(Saved entries)
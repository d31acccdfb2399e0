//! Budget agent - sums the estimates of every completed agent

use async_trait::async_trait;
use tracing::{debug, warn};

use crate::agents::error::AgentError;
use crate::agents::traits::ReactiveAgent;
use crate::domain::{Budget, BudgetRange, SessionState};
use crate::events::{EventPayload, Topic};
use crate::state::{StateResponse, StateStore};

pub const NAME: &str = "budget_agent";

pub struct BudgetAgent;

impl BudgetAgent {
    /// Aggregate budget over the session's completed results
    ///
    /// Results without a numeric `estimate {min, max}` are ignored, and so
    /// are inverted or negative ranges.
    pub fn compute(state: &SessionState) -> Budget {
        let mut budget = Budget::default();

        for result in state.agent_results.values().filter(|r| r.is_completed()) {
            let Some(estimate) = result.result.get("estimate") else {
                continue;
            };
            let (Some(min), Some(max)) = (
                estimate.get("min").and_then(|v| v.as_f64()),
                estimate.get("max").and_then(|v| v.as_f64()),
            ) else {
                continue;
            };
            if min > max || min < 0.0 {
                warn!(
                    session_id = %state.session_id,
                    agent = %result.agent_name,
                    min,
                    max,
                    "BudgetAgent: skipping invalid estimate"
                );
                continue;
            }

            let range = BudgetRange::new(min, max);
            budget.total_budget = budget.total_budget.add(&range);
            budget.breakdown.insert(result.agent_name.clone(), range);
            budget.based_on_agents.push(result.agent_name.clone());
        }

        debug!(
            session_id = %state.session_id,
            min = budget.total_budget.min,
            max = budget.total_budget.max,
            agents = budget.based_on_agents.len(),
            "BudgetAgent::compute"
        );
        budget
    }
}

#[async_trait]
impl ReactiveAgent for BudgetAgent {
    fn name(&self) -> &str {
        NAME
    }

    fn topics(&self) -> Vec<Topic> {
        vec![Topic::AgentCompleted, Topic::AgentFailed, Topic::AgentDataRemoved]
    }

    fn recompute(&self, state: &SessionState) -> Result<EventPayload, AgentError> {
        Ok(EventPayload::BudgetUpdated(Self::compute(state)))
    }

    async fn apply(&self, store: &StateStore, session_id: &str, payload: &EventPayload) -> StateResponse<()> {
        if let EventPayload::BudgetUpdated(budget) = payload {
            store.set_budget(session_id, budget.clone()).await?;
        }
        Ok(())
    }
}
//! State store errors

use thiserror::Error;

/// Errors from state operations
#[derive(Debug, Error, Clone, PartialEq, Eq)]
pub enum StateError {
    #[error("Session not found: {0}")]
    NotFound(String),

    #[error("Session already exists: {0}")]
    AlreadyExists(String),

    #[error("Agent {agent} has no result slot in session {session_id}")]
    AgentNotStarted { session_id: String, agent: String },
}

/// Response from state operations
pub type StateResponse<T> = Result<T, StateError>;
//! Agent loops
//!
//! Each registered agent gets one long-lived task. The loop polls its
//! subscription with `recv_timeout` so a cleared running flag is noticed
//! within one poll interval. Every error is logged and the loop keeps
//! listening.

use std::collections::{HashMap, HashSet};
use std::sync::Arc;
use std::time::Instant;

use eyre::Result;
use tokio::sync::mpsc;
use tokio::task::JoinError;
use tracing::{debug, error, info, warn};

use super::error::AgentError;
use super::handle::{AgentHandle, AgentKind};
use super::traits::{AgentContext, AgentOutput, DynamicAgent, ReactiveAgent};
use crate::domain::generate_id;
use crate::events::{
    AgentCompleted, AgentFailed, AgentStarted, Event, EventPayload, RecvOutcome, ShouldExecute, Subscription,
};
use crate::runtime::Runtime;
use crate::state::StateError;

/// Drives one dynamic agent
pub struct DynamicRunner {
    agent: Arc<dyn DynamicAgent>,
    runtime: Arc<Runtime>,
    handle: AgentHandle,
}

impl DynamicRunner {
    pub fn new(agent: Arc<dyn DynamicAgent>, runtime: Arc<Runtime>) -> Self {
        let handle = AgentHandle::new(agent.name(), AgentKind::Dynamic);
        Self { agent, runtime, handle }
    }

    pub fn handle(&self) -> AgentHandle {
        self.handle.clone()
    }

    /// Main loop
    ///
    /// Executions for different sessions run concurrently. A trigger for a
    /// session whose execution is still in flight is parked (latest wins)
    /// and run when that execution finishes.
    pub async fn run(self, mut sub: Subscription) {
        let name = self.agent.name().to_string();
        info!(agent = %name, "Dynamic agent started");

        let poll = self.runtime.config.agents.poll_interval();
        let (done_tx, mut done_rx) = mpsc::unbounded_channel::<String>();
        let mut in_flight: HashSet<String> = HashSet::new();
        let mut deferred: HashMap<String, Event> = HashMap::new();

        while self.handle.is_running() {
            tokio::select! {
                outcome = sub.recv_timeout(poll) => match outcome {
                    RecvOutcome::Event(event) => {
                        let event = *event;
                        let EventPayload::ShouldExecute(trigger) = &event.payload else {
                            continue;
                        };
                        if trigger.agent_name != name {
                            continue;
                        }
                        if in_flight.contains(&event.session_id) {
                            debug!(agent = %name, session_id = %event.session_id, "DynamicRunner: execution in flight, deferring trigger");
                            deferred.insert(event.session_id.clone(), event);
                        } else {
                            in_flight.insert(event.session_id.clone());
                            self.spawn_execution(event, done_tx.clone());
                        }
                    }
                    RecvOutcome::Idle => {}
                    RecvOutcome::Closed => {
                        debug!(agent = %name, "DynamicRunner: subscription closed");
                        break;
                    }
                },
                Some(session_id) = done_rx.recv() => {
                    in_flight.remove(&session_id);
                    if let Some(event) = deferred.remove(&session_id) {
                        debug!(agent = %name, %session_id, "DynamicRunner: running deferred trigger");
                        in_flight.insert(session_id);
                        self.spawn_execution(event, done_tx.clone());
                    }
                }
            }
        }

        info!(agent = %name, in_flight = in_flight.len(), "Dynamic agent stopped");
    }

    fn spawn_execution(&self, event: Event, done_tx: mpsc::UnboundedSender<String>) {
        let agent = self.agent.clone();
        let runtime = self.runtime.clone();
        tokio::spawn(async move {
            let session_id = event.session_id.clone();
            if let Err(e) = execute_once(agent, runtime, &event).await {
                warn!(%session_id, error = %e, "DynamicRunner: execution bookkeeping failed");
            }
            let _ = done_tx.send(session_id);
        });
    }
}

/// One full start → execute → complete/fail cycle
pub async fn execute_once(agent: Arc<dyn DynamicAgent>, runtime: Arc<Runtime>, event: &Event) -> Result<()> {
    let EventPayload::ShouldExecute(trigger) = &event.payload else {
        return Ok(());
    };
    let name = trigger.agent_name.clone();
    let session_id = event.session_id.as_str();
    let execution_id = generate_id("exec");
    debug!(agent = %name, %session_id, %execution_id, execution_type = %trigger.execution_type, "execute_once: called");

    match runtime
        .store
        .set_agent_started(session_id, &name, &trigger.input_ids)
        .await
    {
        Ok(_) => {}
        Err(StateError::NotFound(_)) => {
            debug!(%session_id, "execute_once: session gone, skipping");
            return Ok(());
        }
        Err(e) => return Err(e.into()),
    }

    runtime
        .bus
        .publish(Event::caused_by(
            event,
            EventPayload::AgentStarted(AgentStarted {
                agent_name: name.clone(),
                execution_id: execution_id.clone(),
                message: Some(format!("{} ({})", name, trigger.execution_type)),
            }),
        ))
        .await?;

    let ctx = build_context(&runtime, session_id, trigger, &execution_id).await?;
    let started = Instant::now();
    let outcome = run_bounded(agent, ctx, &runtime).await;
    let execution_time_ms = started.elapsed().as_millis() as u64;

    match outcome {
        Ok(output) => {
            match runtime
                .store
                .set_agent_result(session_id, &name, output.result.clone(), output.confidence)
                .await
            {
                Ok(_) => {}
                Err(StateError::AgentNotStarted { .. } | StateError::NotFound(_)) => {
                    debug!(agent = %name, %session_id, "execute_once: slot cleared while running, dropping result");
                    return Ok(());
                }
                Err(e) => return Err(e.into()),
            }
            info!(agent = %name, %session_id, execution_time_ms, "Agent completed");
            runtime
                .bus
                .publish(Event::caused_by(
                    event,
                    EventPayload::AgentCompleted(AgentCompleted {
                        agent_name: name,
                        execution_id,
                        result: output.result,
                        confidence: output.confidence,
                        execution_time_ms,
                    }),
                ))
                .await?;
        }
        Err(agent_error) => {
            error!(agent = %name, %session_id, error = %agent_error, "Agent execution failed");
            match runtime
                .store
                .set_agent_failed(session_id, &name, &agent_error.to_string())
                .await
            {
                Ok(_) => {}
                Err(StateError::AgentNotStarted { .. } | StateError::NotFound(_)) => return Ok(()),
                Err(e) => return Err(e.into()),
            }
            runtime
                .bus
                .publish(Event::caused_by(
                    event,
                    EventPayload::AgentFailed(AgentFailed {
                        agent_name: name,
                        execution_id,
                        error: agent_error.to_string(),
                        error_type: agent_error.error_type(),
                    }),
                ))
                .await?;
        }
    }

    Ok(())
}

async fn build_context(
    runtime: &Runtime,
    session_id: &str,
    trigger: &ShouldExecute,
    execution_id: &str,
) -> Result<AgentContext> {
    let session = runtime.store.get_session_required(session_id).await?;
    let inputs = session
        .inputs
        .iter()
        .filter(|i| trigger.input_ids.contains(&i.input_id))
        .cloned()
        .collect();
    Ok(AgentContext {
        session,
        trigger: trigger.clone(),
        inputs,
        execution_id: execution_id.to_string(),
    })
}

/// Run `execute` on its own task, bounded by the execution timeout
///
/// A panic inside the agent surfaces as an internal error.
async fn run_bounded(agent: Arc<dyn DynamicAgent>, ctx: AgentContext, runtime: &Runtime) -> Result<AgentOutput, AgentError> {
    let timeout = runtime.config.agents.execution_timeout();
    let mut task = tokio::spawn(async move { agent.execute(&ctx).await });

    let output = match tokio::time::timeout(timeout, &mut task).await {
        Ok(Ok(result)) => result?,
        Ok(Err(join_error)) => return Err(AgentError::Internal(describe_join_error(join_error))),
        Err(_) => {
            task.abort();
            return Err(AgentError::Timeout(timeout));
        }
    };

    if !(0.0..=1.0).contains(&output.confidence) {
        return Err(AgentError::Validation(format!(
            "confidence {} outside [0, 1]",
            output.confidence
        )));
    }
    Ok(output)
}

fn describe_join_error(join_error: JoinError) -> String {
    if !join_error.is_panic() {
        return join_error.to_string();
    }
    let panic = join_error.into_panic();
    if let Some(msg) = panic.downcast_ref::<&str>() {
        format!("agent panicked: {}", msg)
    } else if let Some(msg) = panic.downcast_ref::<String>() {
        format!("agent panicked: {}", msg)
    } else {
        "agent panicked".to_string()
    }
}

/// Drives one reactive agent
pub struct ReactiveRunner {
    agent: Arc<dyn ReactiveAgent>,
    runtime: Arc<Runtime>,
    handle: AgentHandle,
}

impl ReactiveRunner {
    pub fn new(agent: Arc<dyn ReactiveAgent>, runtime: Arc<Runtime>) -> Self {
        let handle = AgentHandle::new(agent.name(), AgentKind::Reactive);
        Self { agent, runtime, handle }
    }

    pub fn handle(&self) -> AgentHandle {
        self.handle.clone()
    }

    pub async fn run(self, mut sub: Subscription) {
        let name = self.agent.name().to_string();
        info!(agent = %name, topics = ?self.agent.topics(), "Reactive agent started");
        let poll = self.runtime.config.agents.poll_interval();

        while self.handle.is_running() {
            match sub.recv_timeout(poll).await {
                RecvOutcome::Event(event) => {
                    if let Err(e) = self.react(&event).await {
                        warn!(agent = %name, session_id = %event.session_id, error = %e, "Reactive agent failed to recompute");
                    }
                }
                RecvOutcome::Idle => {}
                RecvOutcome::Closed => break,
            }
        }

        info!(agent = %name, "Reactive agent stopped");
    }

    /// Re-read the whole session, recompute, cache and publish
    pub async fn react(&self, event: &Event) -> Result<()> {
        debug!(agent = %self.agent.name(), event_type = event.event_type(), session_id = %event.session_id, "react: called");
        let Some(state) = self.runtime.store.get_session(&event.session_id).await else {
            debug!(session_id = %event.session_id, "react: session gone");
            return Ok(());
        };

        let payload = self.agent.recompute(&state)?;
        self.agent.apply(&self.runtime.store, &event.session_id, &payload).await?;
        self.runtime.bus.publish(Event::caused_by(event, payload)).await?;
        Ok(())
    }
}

ASSIGNED TASK:
Look through the data and gather every line with the string "recompute" in it.

ANSWER SPACE:
    fn recompute(&self, state: &SessionState) -> Result<EventPayload, AgentError> {
                        warn!(agent = %name, session_id = %event.session_id, error = %e, "Reactive agent failed to recompute");
    /// Re-read the whole session, recompute, cache and publish
        let payload = self.agent.recompute(&state)?;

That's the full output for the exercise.